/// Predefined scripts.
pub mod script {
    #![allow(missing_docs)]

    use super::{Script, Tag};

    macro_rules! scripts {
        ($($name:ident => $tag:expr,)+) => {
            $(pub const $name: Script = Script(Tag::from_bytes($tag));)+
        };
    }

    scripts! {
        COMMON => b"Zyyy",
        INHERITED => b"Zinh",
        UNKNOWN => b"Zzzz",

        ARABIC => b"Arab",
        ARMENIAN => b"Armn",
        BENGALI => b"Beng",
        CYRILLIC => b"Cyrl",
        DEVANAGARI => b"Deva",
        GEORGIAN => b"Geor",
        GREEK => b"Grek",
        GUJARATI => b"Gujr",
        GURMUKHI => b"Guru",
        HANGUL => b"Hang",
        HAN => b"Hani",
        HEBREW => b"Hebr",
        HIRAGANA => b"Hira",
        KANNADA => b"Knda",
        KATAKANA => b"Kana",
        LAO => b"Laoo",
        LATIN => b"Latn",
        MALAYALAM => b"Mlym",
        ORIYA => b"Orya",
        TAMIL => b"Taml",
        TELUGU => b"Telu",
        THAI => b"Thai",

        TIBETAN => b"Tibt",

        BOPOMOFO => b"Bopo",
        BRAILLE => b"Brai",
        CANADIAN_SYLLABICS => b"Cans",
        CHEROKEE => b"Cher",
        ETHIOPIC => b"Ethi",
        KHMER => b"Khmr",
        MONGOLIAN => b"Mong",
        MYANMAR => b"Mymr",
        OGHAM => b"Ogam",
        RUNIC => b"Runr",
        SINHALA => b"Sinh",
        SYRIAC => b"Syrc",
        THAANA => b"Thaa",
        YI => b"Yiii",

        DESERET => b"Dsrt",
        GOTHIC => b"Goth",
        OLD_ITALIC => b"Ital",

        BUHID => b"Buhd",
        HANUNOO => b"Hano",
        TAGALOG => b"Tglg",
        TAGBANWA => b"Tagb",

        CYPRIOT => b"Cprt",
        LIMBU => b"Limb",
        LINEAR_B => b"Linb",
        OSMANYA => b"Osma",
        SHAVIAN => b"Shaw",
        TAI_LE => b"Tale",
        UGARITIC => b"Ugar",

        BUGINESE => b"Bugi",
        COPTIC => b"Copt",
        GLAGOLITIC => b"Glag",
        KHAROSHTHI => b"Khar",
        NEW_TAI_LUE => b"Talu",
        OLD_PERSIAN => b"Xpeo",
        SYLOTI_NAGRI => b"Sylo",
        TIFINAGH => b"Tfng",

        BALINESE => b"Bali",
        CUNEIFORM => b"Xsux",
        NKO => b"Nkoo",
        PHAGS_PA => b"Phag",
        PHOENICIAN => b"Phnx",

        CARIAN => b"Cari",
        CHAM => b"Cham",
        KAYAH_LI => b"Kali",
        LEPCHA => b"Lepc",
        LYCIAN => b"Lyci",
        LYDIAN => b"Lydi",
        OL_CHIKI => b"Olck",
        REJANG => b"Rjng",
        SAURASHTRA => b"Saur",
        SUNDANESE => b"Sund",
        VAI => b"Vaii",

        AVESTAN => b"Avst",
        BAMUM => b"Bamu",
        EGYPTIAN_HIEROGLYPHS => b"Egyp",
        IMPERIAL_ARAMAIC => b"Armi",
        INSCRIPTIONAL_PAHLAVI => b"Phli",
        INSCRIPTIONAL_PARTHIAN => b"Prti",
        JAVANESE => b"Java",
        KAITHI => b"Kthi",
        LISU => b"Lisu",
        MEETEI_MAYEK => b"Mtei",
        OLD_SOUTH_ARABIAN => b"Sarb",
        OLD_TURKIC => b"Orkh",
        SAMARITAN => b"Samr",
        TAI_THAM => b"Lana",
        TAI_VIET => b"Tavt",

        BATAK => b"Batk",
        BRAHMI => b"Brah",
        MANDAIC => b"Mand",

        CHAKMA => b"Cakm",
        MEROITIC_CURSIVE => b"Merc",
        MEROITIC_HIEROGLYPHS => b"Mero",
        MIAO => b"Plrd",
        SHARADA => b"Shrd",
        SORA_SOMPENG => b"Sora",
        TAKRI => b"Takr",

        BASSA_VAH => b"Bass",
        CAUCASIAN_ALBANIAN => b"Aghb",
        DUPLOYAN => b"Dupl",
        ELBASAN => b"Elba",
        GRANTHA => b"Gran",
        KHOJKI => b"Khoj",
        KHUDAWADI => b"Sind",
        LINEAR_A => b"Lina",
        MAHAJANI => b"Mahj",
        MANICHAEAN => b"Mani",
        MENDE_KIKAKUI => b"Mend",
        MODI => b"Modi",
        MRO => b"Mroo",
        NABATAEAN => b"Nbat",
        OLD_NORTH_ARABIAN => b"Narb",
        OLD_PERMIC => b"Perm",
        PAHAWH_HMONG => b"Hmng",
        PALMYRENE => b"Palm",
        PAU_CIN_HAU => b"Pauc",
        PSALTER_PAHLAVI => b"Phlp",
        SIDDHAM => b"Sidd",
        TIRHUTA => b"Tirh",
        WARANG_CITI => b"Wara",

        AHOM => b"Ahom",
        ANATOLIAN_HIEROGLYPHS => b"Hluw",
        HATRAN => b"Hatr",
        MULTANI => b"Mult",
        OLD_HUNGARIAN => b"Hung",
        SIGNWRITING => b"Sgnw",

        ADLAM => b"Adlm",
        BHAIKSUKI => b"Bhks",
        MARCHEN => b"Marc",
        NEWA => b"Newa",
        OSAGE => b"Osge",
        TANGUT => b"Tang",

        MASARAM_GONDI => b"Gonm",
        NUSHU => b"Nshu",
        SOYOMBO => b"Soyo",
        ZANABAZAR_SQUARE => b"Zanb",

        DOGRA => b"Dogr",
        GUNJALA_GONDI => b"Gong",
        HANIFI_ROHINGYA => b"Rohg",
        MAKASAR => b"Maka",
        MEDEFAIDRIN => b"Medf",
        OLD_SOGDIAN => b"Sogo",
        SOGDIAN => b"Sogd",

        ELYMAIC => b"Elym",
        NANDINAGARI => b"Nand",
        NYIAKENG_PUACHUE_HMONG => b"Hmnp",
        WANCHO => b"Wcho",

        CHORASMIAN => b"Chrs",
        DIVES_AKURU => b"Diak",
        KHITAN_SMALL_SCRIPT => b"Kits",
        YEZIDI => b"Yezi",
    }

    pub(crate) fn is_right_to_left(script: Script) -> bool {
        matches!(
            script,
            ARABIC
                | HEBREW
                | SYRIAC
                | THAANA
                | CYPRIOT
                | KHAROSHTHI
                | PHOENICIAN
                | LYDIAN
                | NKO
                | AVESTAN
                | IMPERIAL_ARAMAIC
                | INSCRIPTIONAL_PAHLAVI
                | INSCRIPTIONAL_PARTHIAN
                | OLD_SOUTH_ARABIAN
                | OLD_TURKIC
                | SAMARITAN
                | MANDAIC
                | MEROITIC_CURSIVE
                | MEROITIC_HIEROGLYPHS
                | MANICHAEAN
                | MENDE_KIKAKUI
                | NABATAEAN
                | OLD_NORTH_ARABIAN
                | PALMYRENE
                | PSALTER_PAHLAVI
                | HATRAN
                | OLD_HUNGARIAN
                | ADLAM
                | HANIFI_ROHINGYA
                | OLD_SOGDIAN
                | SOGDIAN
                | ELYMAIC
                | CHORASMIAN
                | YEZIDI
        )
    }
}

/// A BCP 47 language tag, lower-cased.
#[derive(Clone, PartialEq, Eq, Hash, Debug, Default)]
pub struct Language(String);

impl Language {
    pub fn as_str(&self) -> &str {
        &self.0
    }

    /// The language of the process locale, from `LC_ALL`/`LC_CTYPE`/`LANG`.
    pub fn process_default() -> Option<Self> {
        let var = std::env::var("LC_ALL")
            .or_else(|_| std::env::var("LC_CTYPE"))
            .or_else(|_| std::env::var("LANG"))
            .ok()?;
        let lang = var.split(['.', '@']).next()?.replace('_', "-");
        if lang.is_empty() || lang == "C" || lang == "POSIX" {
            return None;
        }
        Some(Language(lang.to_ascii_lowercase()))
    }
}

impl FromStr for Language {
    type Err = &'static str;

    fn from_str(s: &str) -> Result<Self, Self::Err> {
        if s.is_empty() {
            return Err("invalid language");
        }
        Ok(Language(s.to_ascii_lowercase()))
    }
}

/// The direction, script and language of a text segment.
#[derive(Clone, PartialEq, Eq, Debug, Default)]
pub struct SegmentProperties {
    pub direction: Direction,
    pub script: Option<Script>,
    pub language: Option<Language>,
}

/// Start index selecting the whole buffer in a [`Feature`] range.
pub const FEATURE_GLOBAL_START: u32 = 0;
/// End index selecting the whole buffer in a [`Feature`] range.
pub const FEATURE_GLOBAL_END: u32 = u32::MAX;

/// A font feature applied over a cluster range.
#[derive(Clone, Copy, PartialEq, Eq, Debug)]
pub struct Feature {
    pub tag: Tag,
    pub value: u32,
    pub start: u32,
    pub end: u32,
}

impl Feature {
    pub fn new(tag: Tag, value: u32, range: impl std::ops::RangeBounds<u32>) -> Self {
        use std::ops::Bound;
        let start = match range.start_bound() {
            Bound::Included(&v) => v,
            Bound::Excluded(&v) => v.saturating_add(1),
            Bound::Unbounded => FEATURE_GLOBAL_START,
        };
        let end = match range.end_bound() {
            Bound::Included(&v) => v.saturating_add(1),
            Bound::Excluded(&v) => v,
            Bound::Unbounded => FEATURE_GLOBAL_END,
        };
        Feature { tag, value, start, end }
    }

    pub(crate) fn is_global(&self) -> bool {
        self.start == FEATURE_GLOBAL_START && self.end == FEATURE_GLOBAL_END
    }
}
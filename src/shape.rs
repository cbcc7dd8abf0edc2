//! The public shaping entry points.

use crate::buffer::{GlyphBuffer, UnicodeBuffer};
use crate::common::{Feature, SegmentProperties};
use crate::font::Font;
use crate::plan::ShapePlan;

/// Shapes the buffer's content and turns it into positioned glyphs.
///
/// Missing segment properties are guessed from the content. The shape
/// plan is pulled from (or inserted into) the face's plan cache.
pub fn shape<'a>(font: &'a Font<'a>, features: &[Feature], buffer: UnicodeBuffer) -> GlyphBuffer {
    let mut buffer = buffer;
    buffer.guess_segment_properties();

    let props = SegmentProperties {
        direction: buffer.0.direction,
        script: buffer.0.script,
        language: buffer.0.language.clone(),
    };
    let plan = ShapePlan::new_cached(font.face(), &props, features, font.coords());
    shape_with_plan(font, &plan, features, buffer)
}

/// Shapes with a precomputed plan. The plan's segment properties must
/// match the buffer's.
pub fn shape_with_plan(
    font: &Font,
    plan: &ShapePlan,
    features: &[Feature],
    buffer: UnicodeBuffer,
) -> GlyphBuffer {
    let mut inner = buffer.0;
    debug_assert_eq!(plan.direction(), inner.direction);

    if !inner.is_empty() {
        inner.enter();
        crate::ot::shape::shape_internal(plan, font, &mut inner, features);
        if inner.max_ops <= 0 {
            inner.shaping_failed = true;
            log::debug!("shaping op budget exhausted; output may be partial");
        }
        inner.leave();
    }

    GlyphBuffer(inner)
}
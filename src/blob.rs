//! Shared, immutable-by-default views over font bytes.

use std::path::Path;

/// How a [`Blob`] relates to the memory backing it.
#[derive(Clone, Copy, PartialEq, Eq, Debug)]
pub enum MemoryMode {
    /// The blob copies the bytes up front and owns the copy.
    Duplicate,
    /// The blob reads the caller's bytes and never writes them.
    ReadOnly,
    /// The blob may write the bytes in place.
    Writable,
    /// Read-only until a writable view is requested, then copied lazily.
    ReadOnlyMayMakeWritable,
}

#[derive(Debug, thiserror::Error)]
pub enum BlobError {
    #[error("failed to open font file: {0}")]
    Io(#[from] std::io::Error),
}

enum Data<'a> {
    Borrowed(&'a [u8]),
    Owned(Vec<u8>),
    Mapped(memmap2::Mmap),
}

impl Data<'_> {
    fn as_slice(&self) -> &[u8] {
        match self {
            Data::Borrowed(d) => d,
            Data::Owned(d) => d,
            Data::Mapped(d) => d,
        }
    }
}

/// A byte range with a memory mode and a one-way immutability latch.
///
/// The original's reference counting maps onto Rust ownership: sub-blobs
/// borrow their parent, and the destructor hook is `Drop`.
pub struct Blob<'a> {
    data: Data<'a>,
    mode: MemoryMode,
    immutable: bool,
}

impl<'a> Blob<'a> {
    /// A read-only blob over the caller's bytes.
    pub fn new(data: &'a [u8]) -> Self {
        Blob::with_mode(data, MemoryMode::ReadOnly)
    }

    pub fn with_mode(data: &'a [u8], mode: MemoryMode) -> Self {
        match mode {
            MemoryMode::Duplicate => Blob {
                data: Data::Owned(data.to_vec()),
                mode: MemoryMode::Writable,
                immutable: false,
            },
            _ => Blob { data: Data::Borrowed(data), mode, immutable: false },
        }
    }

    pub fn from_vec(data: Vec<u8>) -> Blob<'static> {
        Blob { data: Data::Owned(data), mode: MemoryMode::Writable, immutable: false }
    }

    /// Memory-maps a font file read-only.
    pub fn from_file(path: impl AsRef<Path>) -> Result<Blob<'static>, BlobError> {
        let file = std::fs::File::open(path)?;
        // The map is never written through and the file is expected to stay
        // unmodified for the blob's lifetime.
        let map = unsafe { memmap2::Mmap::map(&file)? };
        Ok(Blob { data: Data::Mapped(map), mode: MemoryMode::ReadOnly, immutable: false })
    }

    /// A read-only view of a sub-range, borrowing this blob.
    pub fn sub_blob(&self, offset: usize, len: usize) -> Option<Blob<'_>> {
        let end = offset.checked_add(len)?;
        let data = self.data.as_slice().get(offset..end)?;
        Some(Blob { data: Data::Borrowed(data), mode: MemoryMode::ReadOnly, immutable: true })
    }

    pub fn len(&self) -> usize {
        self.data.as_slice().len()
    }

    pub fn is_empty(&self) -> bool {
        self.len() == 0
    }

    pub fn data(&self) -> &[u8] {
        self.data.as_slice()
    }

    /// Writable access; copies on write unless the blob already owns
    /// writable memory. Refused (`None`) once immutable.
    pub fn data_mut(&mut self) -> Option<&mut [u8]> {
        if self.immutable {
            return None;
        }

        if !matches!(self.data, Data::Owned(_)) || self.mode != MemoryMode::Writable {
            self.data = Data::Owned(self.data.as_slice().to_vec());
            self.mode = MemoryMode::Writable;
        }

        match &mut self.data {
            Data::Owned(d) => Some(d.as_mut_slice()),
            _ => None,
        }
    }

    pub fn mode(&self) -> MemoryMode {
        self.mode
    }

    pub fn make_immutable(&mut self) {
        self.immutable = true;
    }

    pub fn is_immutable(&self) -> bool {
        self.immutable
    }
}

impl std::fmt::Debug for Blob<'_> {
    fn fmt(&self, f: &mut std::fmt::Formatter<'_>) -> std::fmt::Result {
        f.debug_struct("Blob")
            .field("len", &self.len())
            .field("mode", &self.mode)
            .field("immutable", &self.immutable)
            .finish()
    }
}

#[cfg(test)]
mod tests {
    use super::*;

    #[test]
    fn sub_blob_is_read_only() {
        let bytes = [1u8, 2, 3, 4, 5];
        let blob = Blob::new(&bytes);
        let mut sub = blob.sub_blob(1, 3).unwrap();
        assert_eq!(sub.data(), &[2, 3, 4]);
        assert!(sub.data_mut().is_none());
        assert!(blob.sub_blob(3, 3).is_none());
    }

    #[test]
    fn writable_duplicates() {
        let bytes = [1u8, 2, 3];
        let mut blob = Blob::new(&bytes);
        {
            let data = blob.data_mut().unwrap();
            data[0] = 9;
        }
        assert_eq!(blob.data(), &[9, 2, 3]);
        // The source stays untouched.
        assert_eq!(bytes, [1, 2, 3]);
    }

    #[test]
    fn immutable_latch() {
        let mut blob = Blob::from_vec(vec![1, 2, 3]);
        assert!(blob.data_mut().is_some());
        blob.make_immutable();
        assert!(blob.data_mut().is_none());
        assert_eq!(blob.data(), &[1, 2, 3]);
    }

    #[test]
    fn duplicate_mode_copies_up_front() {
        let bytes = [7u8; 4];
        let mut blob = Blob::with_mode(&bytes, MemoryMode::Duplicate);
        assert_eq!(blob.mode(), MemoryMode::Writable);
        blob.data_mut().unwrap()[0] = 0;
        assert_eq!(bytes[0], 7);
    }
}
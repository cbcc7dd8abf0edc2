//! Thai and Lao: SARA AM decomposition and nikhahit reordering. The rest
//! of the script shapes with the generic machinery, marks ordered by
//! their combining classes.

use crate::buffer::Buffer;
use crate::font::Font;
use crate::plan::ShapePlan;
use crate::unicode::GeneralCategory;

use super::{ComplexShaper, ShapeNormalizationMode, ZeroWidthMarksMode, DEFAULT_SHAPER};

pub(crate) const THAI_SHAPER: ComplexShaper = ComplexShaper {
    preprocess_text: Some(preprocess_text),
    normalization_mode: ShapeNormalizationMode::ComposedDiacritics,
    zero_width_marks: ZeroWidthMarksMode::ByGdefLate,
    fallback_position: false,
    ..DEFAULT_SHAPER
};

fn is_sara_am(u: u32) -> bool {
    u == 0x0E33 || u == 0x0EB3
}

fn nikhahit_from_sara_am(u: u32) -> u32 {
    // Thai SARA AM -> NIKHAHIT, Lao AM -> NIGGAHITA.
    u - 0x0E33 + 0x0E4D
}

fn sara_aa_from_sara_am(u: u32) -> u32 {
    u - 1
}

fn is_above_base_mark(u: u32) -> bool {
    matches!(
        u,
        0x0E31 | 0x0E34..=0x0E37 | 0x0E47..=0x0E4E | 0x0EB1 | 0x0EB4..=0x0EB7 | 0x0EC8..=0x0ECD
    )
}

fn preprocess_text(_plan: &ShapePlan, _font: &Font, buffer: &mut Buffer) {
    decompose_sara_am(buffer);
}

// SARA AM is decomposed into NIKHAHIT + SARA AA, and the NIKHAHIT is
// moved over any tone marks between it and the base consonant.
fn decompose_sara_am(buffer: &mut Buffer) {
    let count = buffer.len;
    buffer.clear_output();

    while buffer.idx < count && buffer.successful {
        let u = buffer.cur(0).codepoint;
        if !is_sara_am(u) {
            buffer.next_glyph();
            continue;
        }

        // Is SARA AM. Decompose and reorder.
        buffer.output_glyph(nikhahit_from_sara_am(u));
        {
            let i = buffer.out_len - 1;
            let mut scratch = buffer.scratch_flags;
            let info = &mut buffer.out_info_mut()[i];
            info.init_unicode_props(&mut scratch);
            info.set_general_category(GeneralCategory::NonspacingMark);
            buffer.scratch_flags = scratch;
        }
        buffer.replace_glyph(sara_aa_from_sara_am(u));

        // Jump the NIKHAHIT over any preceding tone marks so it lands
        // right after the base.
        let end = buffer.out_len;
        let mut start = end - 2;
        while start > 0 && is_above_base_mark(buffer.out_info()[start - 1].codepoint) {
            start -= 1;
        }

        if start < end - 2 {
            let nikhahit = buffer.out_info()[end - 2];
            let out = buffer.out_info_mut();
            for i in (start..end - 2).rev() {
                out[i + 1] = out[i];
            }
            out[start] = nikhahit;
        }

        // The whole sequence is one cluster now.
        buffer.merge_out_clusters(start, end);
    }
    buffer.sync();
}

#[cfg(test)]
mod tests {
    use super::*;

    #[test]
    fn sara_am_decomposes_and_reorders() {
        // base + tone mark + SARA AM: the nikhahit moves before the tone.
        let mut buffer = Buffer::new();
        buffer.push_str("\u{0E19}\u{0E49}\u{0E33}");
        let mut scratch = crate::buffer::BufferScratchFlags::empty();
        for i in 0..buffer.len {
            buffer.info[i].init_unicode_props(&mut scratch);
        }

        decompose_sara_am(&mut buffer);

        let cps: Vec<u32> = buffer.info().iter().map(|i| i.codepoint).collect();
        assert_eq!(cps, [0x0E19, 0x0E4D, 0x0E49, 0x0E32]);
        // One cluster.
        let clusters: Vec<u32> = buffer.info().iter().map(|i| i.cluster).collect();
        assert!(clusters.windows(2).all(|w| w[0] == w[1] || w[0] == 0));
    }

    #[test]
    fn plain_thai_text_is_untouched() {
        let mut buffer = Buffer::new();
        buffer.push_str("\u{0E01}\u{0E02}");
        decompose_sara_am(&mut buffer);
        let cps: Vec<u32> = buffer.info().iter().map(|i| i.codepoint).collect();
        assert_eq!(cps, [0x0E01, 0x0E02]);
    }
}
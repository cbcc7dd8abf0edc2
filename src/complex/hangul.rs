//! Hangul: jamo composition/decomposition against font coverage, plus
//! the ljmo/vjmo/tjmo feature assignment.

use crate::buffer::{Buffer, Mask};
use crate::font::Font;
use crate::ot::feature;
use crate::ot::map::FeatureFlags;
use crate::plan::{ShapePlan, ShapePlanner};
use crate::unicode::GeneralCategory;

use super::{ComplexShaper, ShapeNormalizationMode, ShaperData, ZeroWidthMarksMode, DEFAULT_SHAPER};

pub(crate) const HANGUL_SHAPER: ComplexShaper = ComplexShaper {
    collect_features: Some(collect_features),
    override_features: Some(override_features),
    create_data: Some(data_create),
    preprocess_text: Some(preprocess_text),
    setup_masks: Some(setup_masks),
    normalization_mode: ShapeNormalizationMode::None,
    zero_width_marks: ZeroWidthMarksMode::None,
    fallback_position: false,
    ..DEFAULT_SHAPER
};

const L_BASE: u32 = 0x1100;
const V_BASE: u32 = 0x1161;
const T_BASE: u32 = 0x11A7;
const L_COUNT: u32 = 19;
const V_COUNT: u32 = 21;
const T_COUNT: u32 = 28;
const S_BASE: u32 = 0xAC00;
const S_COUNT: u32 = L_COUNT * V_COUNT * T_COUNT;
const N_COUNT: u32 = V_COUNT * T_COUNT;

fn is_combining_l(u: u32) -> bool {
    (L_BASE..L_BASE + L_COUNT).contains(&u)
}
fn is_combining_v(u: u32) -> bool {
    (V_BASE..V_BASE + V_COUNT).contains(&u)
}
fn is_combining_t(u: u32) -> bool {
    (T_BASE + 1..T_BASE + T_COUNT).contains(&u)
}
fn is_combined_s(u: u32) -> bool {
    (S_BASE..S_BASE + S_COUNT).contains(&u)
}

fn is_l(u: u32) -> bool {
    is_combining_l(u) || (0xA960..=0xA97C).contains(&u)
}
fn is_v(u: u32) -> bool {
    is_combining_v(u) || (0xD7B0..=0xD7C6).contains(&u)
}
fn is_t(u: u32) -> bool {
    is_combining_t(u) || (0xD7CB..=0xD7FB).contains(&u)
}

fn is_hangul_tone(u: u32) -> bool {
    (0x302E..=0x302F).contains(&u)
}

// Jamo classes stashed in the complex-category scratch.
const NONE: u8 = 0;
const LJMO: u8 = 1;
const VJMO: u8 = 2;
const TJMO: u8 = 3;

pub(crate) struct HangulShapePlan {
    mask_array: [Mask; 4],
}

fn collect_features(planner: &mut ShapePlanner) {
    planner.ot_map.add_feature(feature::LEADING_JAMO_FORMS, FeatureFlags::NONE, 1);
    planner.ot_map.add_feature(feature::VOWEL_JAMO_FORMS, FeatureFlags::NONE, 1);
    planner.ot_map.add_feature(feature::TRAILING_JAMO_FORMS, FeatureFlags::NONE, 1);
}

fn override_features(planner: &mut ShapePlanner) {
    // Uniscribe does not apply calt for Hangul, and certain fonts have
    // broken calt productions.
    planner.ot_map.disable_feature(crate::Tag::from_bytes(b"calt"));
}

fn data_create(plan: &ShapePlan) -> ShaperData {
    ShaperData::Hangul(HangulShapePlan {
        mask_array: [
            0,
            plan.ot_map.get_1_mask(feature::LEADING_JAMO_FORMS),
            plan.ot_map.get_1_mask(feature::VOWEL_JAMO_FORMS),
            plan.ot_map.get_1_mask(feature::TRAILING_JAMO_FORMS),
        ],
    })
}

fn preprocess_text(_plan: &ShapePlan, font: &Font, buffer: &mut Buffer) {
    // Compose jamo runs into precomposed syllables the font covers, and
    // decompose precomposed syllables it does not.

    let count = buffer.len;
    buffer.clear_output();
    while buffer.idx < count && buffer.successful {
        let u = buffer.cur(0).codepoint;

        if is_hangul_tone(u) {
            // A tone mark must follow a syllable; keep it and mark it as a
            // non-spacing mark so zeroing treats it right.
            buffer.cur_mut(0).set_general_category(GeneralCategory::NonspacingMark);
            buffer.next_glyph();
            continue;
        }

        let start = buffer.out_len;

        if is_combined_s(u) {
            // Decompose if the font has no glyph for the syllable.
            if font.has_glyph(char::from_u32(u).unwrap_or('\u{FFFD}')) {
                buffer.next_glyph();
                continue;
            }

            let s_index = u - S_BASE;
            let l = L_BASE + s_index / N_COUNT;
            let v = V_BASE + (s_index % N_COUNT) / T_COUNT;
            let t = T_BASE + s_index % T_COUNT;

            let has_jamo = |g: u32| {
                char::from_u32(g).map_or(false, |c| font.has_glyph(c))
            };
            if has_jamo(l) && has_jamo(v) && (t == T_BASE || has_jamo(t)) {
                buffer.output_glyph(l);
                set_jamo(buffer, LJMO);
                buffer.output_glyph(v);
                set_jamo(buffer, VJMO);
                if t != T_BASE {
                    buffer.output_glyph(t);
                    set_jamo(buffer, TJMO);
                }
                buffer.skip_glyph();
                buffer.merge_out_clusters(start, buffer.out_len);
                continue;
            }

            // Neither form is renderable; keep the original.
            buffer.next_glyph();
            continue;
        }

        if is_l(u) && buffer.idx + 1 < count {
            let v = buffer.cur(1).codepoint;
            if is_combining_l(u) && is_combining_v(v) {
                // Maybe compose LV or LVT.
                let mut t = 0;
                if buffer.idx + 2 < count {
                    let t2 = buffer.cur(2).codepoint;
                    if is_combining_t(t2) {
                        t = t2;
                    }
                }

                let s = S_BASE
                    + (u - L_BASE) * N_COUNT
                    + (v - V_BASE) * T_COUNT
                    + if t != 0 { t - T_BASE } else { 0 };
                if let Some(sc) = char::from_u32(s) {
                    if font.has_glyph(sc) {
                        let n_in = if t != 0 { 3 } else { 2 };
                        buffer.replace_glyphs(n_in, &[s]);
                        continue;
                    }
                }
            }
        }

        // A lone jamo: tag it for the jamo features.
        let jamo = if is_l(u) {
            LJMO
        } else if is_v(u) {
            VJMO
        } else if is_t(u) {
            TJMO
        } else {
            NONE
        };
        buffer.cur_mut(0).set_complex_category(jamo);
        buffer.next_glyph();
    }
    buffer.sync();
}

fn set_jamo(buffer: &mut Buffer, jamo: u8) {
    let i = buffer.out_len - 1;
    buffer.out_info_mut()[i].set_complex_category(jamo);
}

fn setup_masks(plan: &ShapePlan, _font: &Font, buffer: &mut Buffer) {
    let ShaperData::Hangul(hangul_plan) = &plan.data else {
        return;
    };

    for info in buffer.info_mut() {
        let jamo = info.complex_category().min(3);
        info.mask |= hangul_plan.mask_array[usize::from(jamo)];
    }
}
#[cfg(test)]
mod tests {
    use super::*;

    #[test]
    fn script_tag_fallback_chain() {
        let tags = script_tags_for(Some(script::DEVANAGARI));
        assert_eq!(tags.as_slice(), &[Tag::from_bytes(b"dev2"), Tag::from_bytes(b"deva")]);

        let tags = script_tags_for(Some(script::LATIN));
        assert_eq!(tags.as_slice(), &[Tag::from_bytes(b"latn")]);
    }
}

◆ **What needs to be done**
Return every line above that contains the word "direction".

◆ **Solution for this exercise**
/// The direction, script and language of a text segment.
    pub direction: Direction,
        direction: buffer.0.direction,
    debug_assert_eq!(plan.direction(), inner.direction);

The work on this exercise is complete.